The woman, the legend: Mama Robinah Lubanga, my host mom 

"The sun has sunk beneath the horizon just moments before, and has left the sky with a deep, fading glow. The bean vines climbing upward in the center of the courtyard stand dark, silhouettes, against the deepening sky. A rooster lets out a strangled cry somewhere outside. The smell of cooking matooke and woodsmoke wafts over from the cookhouse. We lean back on the porch, our backs resting against the thrashed love seat that stands against the wall. On the ground between us, drifting up from Eva’s phone are the tinny words:

Greater things are yet to come.
Greater things are still to be done here.
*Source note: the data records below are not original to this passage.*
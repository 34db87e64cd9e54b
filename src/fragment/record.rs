//! Record encoding for FragDB
//!
//! A record is an ordered list of byte fields. Each field carries the wire
//! encoding of its schema type:
//! - `Long`: 8 bytes little-endian `i64`
//! - `Real`: 8 bytes little-endian `f64`
//! - `String`: UTF-8 bytes followed by one NUL
//! - `Blob`: raw bytes

use byteorder::{ByteOrder, LittleEndian};
use bytes::{BufMut, Bytes, BytesMut};

use super::types::FieldType;
use crate::error::{Error, Result};
use crate::expr::Value;

/// One row of a fragment
#[derive(Debug, Clone, Default, PartialEq)]
pub struct Record {
    fields: Vec<Bytes>,
}

impl Record {
    /// Create a record from already encoded fields
    pub fn new(fields: Vec<Bytes>) -> Self {
        Self { fields }
    }

    /// Create a record by encoding each value into its field type
    pub fn from_values(values: &[Value], types: &[FieldType]) -> Result<Self> {
        if values.len() != types.len() {
            return Err(Error::exec(format!(
                "record expects {} values, got {}",
                types.len(),
                values.len()
            )));
        }
        let fields = values
            .iter()
            .zip(types)
            .map(|(v, ty)| encode_value(v, *ty))
            .collect::<Result<Vec<_>>>()?;
        Ok(Self { fields })
    }

    /// Raw bytes of field `i`
    pub fn field(&self, i: usize) -> Option<&Bytes> {
        self.fields.get(i)
    }

    /// Byte length of field `i` (0 when absent)
    pub fn field_length(&self, i: usize) -> usize {
        self.fields.get(i).map_or(0, |f| f.len())
    }

    pub fn fields(&self) -> &[Bytes] {
        &self.fields
    }

    pub fn field_count(&self) -> usize {
        self.fields.len()
    }

    /// Total encoded size of the record
    pub fn size_bytes(&self) -> usize {
        self.fields.iter().map(|f| f.len()).sum()
    }

    /// Decode field `i` as `field_type`
    pub fn value(&self, i: usize, field_type: FieldType) -> Result<Value> {
        let raw = self
            .fields
            .get(i)
            .ok_or_else(|| Error::exec(format!("record has no field {}", i)))?;
        decode_value(raw, field_type)
    }
}

/// Encode a value into the wire form of `field_type`
///
/// Numeric values convert between Long and Real. A Binary value is accepted
/// as raw field bytes when its length fits the target type.
pub fn encode_value(value: &Value, field_type: FieldType) -> Result<Bytes> {
    let mismatch = || Error::TypeMismatch {
        from: value.type_name().to_string(),
        to: field_type.to_string(),
    };

    match (field_type, value) {
        (FieldType::Long, Value::Long(_) | Value::Double(_)) => {
            let mut buf = [0u8; 8];
            LittleEndian::write_i64(&mut buf, value.get_long_value("LONG field")?);
            Ok(Bytes::copy_from_slice(&buf))
        }
        (FieldType::Real, Value::Long(_) | Value::Double(_)) => {
            let mut buf = [0u8; 8];
            LittleEndian::write_f64(&mut buf, value.get_double_value("REAL field")?);
            Ok(Bytes::copy_from_slice(&buf))
        }
        (FieldType::Long | FieldType::Real, Value::Binary(b)) if b.len() == 8 => Ok(b.clone()),
        (FieldType::String, Value::Str(s)) => {
            let mut buf = BytesMut::with_capacity(s.len() + 1);
            buf.put_slice(s.as_bytes());
            buf.put_u8(0);
            Ok(buf.freeze())
        }
        (FieldType::Blob, Value::Binary(b)) => Ok(b.clone()),
        (FieldType::Blob, Value::Str(s)) => Ok(Bytes::copy_from_slice(s.as_bytes())),
        _ => Err(mismatch()),
    }
}

/// Decode raw field bytes of type `field_type`
pub fn decode_value(raw: &Bytes, field_type: FieldType) -> Result<Value> {
    match field_type {
        FieldType::Long => {
            check_width(raw, field_type)?;
            Ok(Value::Long(LittleEndian::read_i64(raw)))
        }
        FieldType::Real => {
            check_width(raw, field_type)?;
            Ok(Value::Double(LittleEndian::read_f64(raw)))
        }
        FieldType::String => {
            let text = raw.strip_suffix(&[0u8]).unwrap_or(&raw[..]);
            let s = std::str::from_utf8(text)
                .map_err(|e| Error::exec(format!("invalid UTF-8 in string field: {}", e)))?;
            Ok(Value::Str(s.to_string()))
        }
        FieldType::Blob => Ok(Value::Binary(raw.clone())),
    }
}

fn check_width(raw: &Bytes, field_type: FieldType) -> Result<()> {
    if raw.len() != 8 {
        return Err(Error::exec(format!(
            "{} field has {} bytes, expected 8",
            field_type,
            raw.len()
        )));
    }
    Ok(())
}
We sing along quietly, lost in the moment and at least for one space in time not Ugandan and American or black and white or nineteen and twenty-five. As the porch light flickers on and the mosquitoes slowly gather in swarms above our heads, we sing the end of the song as family.
I didn’t expect, when this whole crazy adventure began, that I would leave Uganda with a second family. But things are shaping up for exactly that to happen. My Ugandan sisters make me laugh and drive me up the wall simultaneously, just the way my American brothers do. The echoes of Mama calling down the hallway for us do something for her sounds pretty much the same as my mom at home.
But there are also times where I feel the weight of the fact that I’m only in this family for four months. There are moments when Luganda or cultural differences step in between us and I wonder how I ever could have thought I was part of this family. But then come moments where I let my guard down, where I stop trying so hard to be in my family and relax into the place of simply being present with my family. These are the moments where I feel at home.
An added wrinkle comes, also, when I consider that I don’t always feel like I completely fit in with my family back in America either. Especially since leaving for college and I think that’s just a part of being in community with people—as similar as we may be, we are still built for different callings. We are still fearfully and wonderfully and uniquely made. We will always find a part of us that remains separate from our chosen family. And so it seems to me that the best way to find family, both here in Uganda and back in America, is to meet each other at the intersection of our faith in Christ. 
Here in Uganda, our intersections are the moments where we sit around the coffee table reading the story of Moses from a tattered Good News Bible. Or singing loud, off-key worship songs in the kitchen while washing dishes. Or thanking God before dinner that He has kept us alive and safe for another day, and has shown us just a little bit more of His glory. 
The times when we all pause and focus not on all the things that make us different, but instead on the most important thing that makes us the same—those are the times when I am woven inextricably into the fabric of this family. 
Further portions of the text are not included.